[Stored data]
^^^^^^^^

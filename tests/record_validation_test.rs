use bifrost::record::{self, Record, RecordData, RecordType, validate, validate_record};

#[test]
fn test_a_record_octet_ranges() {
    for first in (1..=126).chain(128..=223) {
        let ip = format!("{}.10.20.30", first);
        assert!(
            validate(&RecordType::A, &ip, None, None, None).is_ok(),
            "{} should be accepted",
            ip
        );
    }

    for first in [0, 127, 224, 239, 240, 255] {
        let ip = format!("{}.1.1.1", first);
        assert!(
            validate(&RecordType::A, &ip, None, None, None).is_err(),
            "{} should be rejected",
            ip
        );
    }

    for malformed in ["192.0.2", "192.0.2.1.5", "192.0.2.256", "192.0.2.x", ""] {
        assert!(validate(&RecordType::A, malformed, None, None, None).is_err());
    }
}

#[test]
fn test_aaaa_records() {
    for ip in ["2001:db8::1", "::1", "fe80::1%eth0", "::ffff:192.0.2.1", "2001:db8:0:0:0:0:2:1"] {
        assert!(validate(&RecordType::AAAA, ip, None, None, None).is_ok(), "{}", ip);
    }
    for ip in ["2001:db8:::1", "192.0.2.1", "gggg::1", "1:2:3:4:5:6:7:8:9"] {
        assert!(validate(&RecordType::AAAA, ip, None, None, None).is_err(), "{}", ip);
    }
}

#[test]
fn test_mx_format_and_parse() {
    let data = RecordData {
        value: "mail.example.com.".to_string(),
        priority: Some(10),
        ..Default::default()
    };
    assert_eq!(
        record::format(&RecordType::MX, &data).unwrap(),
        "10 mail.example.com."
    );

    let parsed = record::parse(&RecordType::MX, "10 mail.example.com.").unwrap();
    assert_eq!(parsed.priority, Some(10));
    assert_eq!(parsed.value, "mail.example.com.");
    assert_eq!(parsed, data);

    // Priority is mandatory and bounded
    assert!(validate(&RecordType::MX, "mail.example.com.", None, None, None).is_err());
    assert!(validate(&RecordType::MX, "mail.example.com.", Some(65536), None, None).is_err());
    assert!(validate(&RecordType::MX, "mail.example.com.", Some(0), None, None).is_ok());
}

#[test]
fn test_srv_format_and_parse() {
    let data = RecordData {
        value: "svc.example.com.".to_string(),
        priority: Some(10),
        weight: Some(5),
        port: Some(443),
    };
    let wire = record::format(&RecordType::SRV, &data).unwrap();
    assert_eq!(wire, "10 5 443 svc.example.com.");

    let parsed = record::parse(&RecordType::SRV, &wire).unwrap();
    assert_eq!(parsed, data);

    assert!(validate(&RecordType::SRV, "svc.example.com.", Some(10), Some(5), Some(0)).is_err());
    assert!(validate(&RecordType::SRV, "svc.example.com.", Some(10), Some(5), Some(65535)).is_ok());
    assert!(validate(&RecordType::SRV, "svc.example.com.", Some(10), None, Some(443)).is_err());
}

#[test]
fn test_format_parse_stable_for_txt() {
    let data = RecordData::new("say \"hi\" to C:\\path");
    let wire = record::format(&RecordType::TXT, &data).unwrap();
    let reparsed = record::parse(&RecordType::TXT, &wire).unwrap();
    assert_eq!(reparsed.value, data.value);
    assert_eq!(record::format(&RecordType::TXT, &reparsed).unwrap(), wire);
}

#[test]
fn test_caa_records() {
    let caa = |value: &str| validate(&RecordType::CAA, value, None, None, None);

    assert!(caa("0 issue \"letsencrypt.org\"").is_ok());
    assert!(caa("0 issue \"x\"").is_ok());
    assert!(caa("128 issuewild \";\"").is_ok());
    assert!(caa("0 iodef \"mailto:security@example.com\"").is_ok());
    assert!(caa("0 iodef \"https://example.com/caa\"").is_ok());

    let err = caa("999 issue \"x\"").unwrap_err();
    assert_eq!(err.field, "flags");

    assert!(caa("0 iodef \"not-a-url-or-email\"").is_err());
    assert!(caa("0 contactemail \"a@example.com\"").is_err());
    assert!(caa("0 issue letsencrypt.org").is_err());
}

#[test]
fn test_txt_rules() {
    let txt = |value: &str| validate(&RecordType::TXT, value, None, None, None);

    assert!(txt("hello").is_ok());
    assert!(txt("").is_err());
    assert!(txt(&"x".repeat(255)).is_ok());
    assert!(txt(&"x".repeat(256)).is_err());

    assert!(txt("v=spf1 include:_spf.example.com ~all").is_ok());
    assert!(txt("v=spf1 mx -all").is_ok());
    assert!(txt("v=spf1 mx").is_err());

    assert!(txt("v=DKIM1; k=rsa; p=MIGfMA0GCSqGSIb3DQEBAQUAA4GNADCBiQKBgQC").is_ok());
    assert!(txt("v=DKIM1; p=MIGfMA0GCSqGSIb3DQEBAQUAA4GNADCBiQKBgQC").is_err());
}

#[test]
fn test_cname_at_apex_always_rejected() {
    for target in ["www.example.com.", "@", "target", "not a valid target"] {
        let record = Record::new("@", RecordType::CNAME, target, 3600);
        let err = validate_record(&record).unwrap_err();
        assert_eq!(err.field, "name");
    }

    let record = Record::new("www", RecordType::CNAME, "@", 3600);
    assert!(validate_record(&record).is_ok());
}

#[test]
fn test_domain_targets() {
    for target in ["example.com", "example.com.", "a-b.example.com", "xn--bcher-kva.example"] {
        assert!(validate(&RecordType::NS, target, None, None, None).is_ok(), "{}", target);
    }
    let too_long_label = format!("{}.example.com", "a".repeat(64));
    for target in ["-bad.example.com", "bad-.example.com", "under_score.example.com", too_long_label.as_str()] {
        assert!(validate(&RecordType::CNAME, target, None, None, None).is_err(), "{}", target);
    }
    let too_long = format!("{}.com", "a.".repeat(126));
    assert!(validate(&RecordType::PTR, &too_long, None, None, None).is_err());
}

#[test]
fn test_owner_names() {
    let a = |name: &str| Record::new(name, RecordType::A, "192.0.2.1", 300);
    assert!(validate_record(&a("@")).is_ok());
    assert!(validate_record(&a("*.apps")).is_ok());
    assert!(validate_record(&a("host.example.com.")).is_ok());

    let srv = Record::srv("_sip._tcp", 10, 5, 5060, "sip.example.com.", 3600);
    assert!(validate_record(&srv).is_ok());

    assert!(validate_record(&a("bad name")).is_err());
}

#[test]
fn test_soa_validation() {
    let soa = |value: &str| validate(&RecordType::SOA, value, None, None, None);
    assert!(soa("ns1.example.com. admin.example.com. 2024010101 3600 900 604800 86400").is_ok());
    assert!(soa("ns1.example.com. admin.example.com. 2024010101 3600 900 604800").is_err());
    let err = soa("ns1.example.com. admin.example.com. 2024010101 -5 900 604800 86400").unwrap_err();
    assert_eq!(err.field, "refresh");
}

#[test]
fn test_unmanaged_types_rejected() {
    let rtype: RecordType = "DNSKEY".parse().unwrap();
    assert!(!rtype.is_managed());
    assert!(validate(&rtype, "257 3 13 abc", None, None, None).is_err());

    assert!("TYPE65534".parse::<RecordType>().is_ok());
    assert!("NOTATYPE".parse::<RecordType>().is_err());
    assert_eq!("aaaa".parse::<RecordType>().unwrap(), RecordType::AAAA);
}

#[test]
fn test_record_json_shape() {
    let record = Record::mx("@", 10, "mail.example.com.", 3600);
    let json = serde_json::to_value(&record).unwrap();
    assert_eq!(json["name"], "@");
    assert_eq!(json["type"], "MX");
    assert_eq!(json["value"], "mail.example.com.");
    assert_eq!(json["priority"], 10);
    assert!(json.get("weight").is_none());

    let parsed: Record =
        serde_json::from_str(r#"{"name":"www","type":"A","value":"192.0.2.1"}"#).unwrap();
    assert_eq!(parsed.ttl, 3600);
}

^^^^^^^^

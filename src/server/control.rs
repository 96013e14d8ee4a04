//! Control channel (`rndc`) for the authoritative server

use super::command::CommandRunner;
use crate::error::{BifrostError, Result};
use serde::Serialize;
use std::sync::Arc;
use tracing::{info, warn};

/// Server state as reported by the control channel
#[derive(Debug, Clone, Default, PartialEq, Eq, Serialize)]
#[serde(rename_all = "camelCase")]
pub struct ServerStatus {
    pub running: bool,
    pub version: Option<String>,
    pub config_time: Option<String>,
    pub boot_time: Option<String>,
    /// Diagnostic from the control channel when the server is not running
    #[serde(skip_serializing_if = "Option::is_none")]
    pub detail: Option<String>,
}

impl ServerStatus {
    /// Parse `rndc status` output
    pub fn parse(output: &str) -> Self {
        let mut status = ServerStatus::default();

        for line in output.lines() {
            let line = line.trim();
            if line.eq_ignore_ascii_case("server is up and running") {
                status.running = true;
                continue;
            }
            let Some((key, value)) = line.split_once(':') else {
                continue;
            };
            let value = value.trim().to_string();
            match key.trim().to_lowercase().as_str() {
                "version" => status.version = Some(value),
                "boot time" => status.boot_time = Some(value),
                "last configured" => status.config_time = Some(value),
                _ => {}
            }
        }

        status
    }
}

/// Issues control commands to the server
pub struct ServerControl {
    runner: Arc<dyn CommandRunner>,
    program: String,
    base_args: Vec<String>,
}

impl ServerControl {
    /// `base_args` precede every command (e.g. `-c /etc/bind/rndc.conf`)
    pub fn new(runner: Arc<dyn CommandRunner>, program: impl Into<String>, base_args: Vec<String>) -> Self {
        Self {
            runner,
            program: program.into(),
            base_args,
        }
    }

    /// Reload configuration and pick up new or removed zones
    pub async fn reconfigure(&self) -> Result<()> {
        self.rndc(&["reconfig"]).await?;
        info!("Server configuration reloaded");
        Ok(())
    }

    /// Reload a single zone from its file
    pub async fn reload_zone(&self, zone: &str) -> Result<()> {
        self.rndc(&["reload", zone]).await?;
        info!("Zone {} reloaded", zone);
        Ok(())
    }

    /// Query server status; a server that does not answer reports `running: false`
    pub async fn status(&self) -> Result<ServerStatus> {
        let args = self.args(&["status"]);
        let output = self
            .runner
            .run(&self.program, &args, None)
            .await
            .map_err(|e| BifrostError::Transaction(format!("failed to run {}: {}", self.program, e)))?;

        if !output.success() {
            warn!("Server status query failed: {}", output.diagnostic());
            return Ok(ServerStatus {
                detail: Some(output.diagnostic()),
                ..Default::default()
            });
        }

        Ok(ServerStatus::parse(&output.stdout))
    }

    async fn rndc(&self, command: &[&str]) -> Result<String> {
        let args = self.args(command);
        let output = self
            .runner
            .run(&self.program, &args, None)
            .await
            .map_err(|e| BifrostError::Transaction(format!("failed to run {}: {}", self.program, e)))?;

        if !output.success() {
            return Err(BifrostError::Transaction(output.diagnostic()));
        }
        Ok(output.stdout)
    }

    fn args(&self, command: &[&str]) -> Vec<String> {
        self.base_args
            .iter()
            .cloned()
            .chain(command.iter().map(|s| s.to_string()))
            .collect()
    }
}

^^^^^^^^

## YOUR ASSIGNMENT:
Look through the entries. Copy out each line with "should" in it.

## EXERCISE RESULT:
            "{} should be accepted",
            "{} should be rejected",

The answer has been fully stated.